Traumatized by the attack, Melinda has no one she feels she can talk to: not Rachel, whose desire to be popular drives her to shun Melinda; not Joyce (Elizabeth Perkins), her loving but self-absorbed mother, who can only surmise Melinda’s silence is a moody phase; and certainly not Jack (D.B. Sweeney), her father, who has been in a haze of his own since losing his job.

Eventually Melinda finds her way into an art class taught by the eccentric Mr.
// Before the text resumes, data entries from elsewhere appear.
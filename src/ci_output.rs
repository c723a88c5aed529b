//! CI annotation output (GitHub Actions workflow command format)
//!
//! One `::error::` line per CRITICAL result, one `::warning::` line per
//! WARNING result. When the report carries no regression at all, exactly one
//! `::notice::` line is emitted instead.

use crate::regression::{RegressionReport, Severity};

/// Render a regression report as CI annotation lines
pub fn format_ci_output(report: &RegressionReport) -> String {
    let mut lines = Vec::new();

    for r in &report.results {
        match r.severity {
            Severity::Critical => lines.push(format!(
                "::error::Performance regression in {}: {} changed by {:+.1}%",
                r.benchmark_name, r.metric_name, r.change_percent
            )),
            Severity::Warning => lines.push(format!(
                "::warning::Performance warning in {}: {} changed by {:+.1}%",
                r.benchmark_name, r.metric_name, r.change_percent
            )),
            Severity::Ok => {}
        }
    }

    if !report.has_regression() {
        lines.push("::notice::All performance checks passed".to_string());
    }

    lines.join("\n")
}

#[cfg(test)]
mod tests {
    use super::*;
    use crate::regression::RegressionResult;

    fn result(name: &str, metric: &str, change: f64, severity: Severity) -> RegressionResult {
        RegressionResult {
            benchmark_name: name.to_string(),
            metric_name: metric.to_string(),
            baseline_value: 100.0,
            current_value: 100.0 + change,
            change_percent: change,
            severity,
        }
    }

    fn report(results: Vec<RegressionResult>) -> RegressionReport {
        RegressionReport {
            baseline_commit: "base123".to_string(),
            current_commit: "cur456".to_string(),
            results,
        }
    }

    #[test]
    fn test_ci_output_critical_and_warning_lines() {
        let report = report(vec![
            result("BM_Crit", "mean_time_ns", 30.0, Severity::Critical),
            result("BM_Warn", "throughput_mbps", -12.0, Severity::Warning),
            result("BM_Fine", "mean_time_ns", 1.0, Severity::Ok),
        ]);

        let output = format_ci_output(&report);
        let lines: Vec<&str> = output.lines().collect();
        assert_eq!(lines.len(), 2);
        assert_eq!(
            lines[0],
            "::error::Performance regression in BM_Crit: mean_time_ns changed by +30.0%"
        );
        assert_eq!(
            lines[1],
            "::warning::Performance warning in BM_Warn: throughput_mbps changed by -12.0%"
        );
        assert!(!output.contains("::notice::"));
    }

    #[test]
    fn test_ci_output_all_passed_single_notice() {
        let report = report(vec![
            result("BM_A", "mean_time_ns", 1.0, Severity::Ok),
            result("BM_B", "throughput_mbps", 2.0, Severity::Ok),
        ]);

        let output = format_ci_output(&report);
        assert_eq!(output, "::notice::All performance checks passed");
    }

    #[test]
    fn test_ci_output_empty_report_still_notices() {
        let output = format_ci_output(&report(vec![]));
        assert_eq!(output, "::notice::All performance checks passed");
    }
}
Freeman (the irrepressible Steve Zahn), who gives her a nonverbal medium through which she can begin to articulate her pain.
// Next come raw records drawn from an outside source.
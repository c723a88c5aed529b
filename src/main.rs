use anyhow::{Context, Result};
use clap::Parser;
use fqperf::charts::ChartBackend;
use fqperf::cli::{BadgeFormat, Cli, Command, ReportFormat};
use fqperf::loader::{load_report, InputFormat};
use fqperf::regression::{DetectorConfig, RegressionDetector};
use fqperf::{badge, charts, ci_output, markdown_output};
use std::fs;
use std::path::{Path, PathBuf};
use tracing_subscriber::EnvFilter;

/// Default location where the benchmark harness drops result files
const DEFAULT_RESULTS_DIR: &str = "benchmark_results/results";

/// Default output directory for generated reports
const DEFAULT_REPORTS_DIR: &str = "benchmark_results/reports";

/// Initialize tracing subscriber for debug output
fn init_tracing(debug: bool) {
    if debug {
        tracing_subscriber::fmt()
            .with_env_filter(
                EnvFilter::from_default_env().add_directive(tracing::Level::TRACE.into()),
            )
            .with_writer(std::io::stderr)
            .init();
    }
}

fn input_format(google_benchmark: bool) -> InputFormat {
    if google_benchmark {
        InputFormat::GoogleBenchmark
    } else {
        InputFormat::Native
    }
}

/// Resolve the input path: an explicit argument wins, otherwise fall back to
/// the newest JSON file in the default results directory
fn resolve_input(input: Option<PathBuf>) -> Result<PathBuf> {
    if let Some(path) = input {
        return Ok(path);
    }

    let results_dir = Path::new(DEFAULT_RESULTS_DIR);
    if results_dir.exists() {
        let mut candidates: Vec<PathBuf> = fs::read_dir(results_dir)?
            .filter_map(|entry| entry.ok())
            .map(|entry| entry.path())
            .filter(|path| path.extension().is_some_and(|ext| ext == "json"))
            .collect();
        // Result files carry sortable timestamped names; newest sorts last
        candidates.sort();
        if let Some(newest) = candidates.pop() {
            tracing::debug!("using newest result file {}", newest.display());
            return Ok(newest);
        }
    }

    anyhow::bail!("No benchmark results found");
}

fn run_detect(
    baseline: &Path,
    current: &Path,
    warning_threshold: f64,
    critical_threshold: f64,
    ci: bool,
    verbose: bool,
    format: InputFormat,
) -> Result<()> {
    let config = DetectorConfig::with_thresholds(warning_threshold, critical_threshold);
    config
        .validate()
        .map_err(|e| anyhow::anyhow!("Invalid thresholds: {e}"))?;

    let baseline_report = load_report(baseline, format)?;
    let current_report = load_report(current, format)?;

    let detector = RegressionDetector::new(config);
    let report = detector.compare_reports(&baseline_report, &current_report);

    if ci {
        println!("{}", ci_output::format_ci_output(&report));
    } else {
        println!("{}", markdown_output::format_report(&report, verbose));
    }

    // Warnings alone do not fail the build
    if report.has_critical() {
        std::process::exit(1);
    }
    Ok(())
}

fn run_report(
    input: Option<PathBuf>,
    output: Option<PathBuf>,
    format: ReportFormat,
    input_format: InputFormat,
    update_readme: Option<PathBuf>,
    render_charts: bool,
) -> Result<()> {
    let input_path = resolve_input(input)?;
    let report = load_report(&input_path, input_format)?;

    let output_dir = output.unwrap_or_else(|| PathBuf::from(DEFAULT_REPORTS_DIR));

    match format {
        ReportFormat::Markdown => {
            let content = markdown_output::generate_markdown_report(&report);
            fs::create_dir_all(&output_dir)
                .with_context(|| format!("Failed to create {}", output_dir.display()))?;
            let report_path = output_dir.join("latest.md");
            fs::write(&report_path, content)
                .with_context(|| format!("Failed to write {}", report_path.display()))?;
            println!("Generated report: {}", report_path.display());
        }
        ReportFormat::Summary => {
            println!("{}", markdown_output::generate_summary_table(&report));
        }
        ReportFormat::Readme => {
            println!("{}", markdown_output::generate_readme_section(&report));
        }
    }

    if render_charts {
        let backend = charts::default_backend();
        match backend.render_comparison(&report) {
            Some(chart_path) => println!("Generated chart: {}", chart_path.display()),
            None => tracing::warn!("chart rendering unavailable, skipped"),
        }
    }

    if let Some(readme_path) = update_readme {
        markdown_output::update_readme(&readme_path, &report)?;
        println!("Updated README: {}", readme_path.display());
    }

    Ok(())
}

fn run_badge(
    input: Option<PathBuf>,
    output: Option<PathBuf>,
    format: BadgeFormat,
    input_format: InputFormat,
) -> Result<()> {
    let input_path = resolve_input(input)?;
    let report = load_report(&input_path, input_format)?;

    let avg_throughput = badge::average_throughput(&report);

    match format {
        BadgeFormat::Url => {
            let message = format!("{avg_throughput:.0} MB/s");
            println!("{}", badge::badge_url("performance", &message, "blue"));
        }
        BadgeFormat::Markdown => {
            println!("{}", badge::performance_badge_markdown(avg_throughput));
        }
        BadgeFormat::Json => {
            let endpoint = badge::performance_badge_endpoint(avg_throughput);
            let json = serde_json::to_string_pretty(&endpoint)?;
            match output {
                Some(path) => {
                    fs::write(&path, json)
                        .with_context(|| format!("Failed to write {}", path.display()))?;
                    println!("Badge JSON saved to: {}", path.display());
                }
                None => println!("{json}"),
            }
        }
    }

    Ok(())
}

fn main() -> Result<()> {
    let args = Cli::parse();

    init_tracing(args.debug);

    match args.command {
        Command::Detect {
            baseline,
            current,
            warning_threshold,
            critical_threshold,
            ci,
            verbose,
            google_benchmark,
        } => run_detect(
            &baseline,
            &current,
            warning_threshold,
            critical_threshold,
            ci,
            verbose,
            input_format(google_benchmark),
        ),
        Command::Report {
            input,
            output,
            format,
            google_benchmark,
            update_readme,
            charts,
        } => run_report(
            input,
            output,
            format,
            input_format(google_benchmark),
            update_readme,
            charts,
        ),
        Command::Badge {
            input,
            output,
            format,
            google_benchmark,
        } => run_badge(input, output, format, input_format(google_benchmark)),
    }
}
“Speak” may seem an obvious fit for Lifetime, with its mandate to focus on women’s issues, but first-time feature director Jessica Sharzer transcends the genre in two important respects:

First, Sharzer gives Melinda’s attack a strong context, forcing the viewer to trudge through the halls of this high school over several months as Melinda struggles through her mundane routine.

Second, she has cast her film carefully with “students” who credibly look the right age.

“Kristen is an extraordinary actress and mature for her age, so people often can’t tell how old she is, but she was 13 when we shot this,” Sharzer says. “I thought it was very important that they looked like real kids, not some 25-year-old bombshell from Hollywood.”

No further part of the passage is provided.